=== Extracted material ===

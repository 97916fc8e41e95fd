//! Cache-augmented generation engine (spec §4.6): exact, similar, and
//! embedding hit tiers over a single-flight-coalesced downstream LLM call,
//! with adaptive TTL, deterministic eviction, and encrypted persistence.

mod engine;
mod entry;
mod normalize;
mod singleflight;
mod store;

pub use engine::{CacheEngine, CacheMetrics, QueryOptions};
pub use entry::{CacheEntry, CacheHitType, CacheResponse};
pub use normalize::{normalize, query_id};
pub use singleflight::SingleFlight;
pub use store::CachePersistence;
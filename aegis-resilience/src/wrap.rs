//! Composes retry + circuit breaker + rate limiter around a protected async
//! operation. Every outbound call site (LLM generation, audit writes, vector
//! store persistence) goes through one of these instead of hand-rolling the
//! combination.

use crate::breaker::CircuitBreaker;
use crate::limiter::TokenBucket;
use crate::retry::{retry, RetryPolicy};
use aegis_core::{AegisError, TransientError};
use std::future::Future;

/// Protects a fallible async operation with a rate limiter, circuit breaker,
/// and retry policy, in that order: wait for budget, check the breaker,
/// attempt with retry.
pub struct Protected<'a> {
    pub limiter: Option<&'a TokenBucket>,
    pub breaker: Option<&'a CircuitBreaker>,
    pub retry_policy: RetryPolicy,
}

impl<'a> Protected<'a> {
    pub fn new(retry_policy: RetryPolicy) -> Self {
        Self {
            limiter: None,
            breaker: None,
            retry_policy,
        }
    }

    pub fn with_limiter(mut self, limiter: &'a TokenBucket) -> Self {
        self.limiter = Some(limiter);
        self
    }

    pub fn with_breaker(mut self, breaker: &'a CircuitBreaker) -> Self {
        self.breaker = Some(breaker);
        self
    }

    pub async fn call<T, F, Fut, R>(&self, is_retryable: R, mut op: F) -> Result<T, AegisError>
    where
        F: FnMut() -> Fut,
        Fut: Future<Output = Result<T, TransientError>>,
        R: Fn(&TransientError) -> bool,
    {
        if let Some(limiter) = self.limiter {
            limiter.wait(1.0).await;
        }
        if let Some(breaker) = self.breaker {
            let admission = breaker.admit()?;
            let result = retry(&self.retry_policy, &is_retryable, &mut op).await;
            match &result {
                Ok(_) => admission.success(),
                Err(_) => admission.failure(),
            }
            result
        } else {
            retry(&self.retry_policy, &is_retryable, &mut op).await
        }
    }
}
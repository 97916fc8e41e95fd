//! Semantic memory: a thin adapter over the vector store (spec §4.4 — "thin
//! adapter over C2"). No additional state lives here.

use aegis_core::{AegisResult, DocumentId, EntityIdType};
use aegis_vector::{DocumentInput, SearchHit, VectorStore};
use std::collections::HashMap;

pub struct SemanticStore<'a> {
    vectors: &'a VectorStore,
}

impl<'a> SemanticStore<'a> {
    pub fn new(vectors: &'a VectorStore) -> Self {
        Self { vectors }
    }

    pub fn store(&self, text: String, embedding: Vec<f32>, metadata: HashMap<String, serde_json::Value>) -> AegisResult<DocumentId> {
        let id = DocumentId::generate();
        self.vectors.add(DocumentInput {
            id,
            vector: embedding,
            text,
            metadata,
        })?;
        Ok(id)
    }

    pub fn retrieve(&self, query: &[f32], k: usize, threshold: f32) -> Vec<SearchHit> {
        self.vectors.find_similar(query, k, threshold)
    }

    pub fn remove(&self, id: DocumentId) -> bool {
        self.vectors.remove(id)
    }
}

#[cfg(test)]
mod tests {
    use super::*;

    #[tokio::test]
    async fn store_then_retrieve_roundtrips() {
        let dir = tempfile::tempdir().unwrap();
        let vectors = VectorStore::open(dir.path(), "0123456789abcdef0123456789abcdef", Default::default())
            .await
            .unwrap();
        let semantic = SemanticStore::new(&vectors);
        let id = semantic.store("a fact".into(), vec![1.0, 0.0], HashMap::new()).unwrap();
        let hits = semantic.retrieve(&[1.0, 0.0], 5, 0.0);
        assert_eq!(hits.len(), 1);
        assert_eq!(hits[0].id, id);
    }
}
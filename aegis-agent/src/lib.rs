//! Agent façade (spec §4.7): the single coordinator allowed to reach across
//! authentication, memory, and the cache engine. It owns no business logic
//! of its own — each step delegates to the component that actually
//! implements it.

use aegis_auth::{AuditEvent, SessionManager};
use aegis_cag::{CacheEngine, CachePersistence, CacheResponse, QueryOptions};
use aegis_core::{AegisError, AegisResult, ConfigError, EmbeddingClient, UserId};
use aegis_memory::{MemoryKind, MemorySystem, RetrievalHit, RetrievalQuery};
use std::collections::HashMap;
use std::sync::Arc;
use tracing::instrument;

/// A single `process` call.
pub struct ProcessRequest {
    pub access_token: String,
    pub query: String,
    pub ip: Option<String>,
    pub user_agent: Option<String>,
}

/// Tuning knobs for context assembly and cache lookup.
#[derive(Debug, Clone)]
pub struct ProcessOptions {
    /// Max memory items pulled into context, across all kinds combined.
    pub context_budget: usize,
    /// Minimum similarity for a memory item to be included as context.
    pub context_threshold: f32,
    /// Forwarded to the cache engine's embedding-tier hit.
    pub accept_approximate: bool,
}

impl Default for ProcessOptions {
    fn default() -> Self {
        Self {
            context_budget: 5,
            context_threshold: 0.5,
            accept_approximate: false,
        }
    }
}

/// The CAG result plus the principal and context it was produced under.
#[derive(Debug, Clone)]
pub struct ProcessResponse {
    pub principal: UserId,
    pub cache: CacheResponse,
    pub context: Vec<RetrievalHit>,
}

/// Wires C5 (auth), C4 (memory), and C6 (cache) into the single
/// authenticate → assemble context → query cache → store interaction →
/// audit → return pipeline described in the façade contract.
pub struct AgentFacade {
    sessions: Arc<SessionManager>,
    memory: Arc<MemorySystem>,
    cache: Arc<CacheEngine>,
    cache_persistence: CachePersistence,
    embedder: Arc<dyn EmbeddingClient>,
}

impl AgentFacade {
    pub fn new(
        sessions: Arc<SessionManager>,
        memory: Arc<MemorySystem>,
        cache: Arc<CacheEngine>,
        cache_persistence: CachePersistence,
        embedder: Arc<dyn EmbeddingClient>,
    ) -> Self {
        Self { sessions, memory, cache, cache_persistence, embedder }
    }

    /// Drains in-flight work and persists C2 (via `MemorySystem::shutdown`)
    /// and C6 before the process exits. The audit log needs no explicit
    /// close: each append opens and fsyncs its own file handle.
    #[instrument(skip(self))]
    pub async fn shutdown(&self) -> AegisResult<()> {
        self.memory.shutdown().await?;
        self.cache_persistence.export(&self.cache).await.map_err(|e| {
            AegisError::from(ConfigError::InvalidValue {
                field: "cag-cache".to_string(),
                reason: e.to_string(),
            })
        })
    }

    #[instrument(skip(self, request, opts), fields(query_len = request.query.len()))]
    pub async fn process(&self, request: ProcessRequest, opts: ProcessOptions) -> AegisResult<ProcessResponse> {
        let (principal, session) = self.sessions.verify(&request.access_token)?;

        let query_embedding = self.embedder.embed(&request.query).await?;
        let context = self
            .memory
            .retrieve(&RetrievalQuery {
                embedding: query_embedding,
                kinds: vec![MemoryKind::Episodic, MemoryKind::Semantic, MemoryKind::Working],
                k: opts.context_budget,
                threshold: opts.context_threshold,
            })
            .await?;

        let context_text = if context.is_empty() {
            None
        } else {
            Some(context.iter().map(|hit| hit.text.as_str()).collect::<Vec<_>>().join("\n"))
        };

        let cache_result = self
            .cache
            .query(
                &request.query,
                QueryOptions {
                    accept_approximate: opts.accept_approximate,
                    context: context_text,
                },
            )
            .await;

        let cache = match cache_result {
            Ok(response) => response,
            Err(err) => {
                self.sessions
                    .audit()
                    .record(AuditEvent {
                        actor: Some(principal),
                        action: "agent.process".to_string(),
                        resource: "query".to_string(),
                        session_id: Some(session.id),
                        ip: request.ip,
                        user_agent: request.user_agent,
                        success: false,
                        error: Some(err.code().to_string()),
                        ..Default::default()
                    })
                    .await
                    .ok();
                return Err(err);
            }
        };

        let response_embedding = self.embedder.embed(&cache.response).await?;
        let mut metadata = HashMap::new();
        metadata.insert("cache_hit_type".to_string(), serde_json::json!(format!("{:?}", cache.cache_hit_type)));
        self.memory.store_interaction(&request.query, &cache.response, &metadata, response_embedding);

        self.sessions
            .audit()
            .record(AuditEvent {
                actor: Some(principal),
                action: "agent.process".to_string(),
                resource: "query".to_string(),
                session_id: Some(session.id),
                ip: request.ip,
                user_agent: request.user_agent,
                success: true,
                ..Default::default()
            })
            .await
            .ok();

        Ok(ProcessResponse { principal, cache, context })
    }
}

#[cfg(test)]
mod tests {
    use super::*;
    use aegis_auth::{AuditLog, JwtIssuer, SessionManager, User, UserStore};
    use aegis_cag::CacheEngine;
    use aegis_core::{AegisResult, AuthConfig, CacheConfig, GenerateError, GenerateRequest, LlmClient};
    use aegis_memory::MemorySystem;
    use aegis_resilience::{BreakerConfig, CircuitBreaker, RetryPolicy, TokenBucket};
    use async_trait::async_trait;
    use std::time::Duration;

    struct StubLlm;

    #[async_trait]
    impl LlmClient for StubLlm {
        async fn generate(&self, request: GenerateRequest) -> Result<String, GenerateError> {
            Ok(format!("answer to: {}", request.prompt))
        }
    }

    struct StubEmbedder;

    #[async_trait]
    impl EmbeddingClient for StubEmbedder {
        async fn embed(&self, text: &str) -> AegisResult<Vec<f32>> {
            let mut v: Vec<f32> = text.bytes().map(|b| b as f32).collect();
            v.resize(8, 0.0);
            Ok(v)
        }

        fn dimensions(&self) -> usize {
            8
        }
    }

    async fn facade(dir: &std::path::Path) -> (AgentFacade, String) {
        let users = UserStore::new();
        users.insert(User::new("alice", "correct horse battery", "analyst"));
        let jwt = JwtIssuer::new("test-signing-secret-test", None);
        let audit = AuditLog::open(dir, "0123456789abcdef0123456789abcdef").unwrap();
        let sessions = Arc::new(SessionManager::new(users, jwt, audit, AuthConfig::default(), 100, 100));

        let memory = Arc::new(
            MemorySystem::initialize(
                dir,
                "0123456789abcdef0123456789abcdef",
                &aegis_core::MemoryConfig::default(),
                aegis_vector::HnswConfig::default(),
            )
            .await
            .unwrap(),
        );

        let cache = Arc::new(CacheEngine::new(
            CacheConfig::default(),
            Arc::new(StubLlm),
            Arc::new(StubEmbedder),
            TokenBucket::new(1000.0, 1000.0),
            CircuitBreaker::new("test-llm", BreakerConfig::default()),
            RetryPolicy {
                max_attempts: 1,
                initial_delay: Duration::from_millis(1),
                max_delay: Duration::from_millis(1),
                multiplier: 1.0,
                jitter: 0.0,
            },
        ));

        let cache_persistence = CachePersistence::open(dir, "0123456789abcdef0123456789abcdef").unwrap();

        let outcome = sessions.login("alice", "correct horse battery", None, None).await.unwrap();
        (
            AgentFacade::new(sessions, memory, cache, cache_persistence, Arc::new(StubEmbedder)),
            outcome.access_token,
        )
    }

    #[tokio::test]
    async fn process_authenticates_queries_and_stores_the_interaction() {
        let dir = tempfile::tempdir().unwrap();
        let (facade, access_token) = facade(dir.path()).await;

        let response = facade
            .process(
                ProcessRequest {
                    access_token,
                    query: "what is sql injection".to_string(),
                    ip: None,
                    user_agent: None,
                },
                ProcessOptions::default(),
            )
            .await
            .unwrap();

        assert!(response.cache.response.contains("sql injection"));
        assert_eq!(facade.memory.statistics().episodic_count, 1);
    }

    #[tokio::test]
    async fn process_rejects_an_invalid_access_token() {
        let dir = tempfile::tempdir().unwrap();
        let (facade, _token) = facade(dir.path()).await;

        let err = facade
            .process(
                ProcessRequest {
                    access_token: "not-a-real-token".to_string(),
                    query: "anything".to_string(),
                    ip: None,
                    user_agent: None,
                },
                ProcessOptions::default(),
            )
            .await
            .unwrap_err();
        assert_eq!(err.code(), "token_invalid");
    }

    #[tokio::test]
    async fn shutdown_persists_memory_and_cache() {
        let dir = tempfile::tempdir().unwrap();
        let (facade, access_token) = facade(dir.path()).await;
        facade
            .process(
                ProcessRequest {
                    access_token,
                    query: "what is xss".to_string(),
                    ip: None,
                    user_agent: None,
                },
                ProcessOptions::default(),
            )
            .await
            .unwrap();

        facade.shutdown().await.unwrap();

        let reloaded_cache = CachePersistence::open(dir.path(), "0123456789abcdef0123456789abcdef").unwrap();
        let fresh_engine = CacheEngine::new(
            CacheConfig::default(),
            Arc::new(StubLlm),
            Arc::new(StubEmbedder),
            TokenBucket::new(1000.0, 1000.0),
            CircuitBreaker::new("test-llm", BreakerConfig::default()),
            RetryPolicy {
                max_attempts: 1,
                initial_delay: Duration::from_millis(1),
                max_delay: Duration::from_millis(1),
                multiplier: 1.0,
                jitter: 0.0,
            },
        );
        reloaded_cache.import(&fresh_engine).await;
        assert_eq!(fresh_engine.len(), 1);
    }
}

===

## [What the task requires]
Pull out every line of the records that includes the string "crate".

## [Final answer]
use crate::breaker::CircuitBreaker;
use crate::limiter::TokenBucket;
use crate::retry::{retry, RetryPolicy};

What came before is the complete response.